Problem: Although prenatal depression is a risk factor for postpartum depression, current screening tools for prenatal depression fail to predict postpartum depression in some marginalized populations.
Background: The assessment of other risk factors along with prenatal depression may be needed to improve prediction of postpartum depression and these risk factors may be specific to immigrants.
Aims: We investigated the predictive utility of several measures in relation to postpartum depressive symptoms in: recent immigrants, less recent immigrants and Canadian-born women.

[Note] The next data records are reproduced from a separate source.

//! Select-list parsing and row projection with embedded relations

use serde_json::{Map, Value};

use super::schema::{Relation, Schema};
use super::Tables;
use crate::error::BackendError;
use crate::query::values_equal;

/// One entry of a select list
#[derive(Debug, Clone, PartialEq, Eq)]
pub(crate) enum SelectItem {
    /// `*`
    All,
    /// A plain column
    Column(String),
    /// `relation(items...)`
    Embed {
        relation: String,
        items: Vec<SelectItem>,
    },
}

/// Parse a compacted select list such as `id,user_profiles(id,display_name)`
pub(crate) fn parse(columns: &str) -> Result<Vec<SelectItem>, BackendError> {
    let mut items = Vec::new();
    for part in split_top_level(columns)? {
        if part.is_empty() {
            continue;
        }
        if part == "*" {
            items.push(SelectItem::All);
        } else if let Some(open) = part.find('(') {
            if !part.ends_with(')') {
                return Err(parse_error(columns));
            }
            let relation = part[..open].to_string();
            let inner = &part[open + 1..part.len() - 1];
            if relation.is_empty() {
                return Err(parse_error(columns));
            }
            items.push(SelectItem::Embed {
                relation,
                items: parse(inner)?,
            });
        } else {
            items.push(SelectItem::Column(part.trim_matches('"').to_string()));
        }
    }
    if items.is_empty() {
        items.push(SelectItem::All);
    }
    Ok(items)
}

fn parse_error(columns: &str) -> BackendError {
    BackendError::Api {
        status: 400,
        message: format!("failed to parse select parameter ({columns})"),
    }
}

/// Split on commas that are not nested inside parentheses
fn split_top_level(columns: &str) -> Result<Vec<&str>, BackendError> {
    let mut parts = Vec::new();
    let mut depth = 0usize;
    let mut start = 0;
    for (i, c) in columns.char_indices() {
        match c {
            '(' => depth += 1,
            ')' => {
                depth = depth.checked_sub(1).ok_or_else(|| parse_error(columns))?;
            }
            ',' if depth == 0 => {
                parts.push(&columns[start..i]);
                start = i + 1;
            }
            _ => {}
        }
    }
    if depth != 0 {
        return Err(parse_error(columns));
    }
    parts.push(&columns[start..]);
    Ok(parts)
}

/// Project `row` of `table` onto `items`, resolving embeds through `schema`
pub(crate) fn project(
    row: &Value,
    table: &str,
    items: &[SelectItem],
    tables: &Tables,
    schema: &Schema,
) -> Result<Value, BackendError> {
    let mut out = Map::new();
    for item in items {
        match item {
            SelectItem::All => {
                if let Value::Object(map) = row {
                    for (k, v) in map {
                        out.insert(k.clone(), v.clone());
                    }
                }
            }
            SelectItem::Column(column) => {
                out.insert(
                    column.clone(),
                    row.get(column).cloned().unwrap_or(Value::Null),
                );
            }
            SelectItem::Embed { relation, items } => {
                let embedded = embed(row, table, relation, items, tables, schema)?;
                out.insert(relation.clone(), embedded);
            }
        }
    }
    Ok(Value::Object(out))
}

fn embed(
    row: &Value,
    table: &str,
    relation: &str,
    items: &[SelectItem],
    tables: &Tables,
    schema: &Schema,
) -> Result<Value, BackendError> {
    let Some(link) = schema.relation(table, relation) else {
        return Err(BackendError::Api {
            status: 400,
            message: format!(
                "Could not find a relationship between '{table}' and '{relation}' in the schema cache"
            ),
        });
    };

    match link {
        Relation::ManyToOne { column, .. } => {
            let key = row.get(column).unwrap_or(&Value::Null);
            if key.is_null() {
                return Ok(Value::Null);
            }
            let target = tables
                .rows(relation)
                .iter()
                .find(|candidate| candidate.get("id").is_some_and(|id| values_equal(id, key)));
            match target {
                Some(target) => project(target, relation, items, tables, schema),
                None => Ok(Value::Null),
            }
        }
        Relation::OneToMany { column, .. } => {
            let Some(id) = row.get("id") else {
                return Ok(Value::Array(Vec::new()));
            };
            let children = tables
                .rows(relation)
                .iter()
                .filter(|child| child.get(column).is_some_and(|fk| values_equal(fk, id)))
                .map(|child| project(child, relation, items, tables, schema))
                .collect::<Result<Vec<_>, _>>()?;
            Ok(Value::Array(children))
        }
    }
}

Methods: Measures pertaining to psychosocial risk factors, generalized anxiety, perinatal somatic and depressive symptoms were administered. Data were collected at 4 time-points: 12-14 weeks and 24-28 weeks gestation as well as 1-week and 8-weeks postpartum. Perinatal factors were entered into 3 different regression models to predict postpartum depressive symptoms at the last time-point.
Findings: Canadian-born women reported significantly more psychosocial risk factors compared to immigrant women. The best predictors of postpartum depressive symptoms at 8-weeks among Canadian-born women included psychosocial risk, prenatal anxiety and depressive symptoms as well as early postpartum depressive symptoms. Prenatal somatic symptoms predicted postpartum depressive symptoms among recent immigrants. Depressive symptoms at 1-week postpartum and the lack of an emotionally supportive partner were significant predictors of postpartum depressive symptoms for both Canadian-born and immigrant women.
Discussion: There appears to be both overlapping and distinct predictors of postpartum depressive symptoms for immigrant and Canadian-born women.
Conclusion: The findings from this research will help guide routine screening options and patient-centered approaches to management of perinatal depression for diverse populations.
Keywords: Healthy migrant effect; Immigrants; Perinatal depression; Predictors; Risk factors.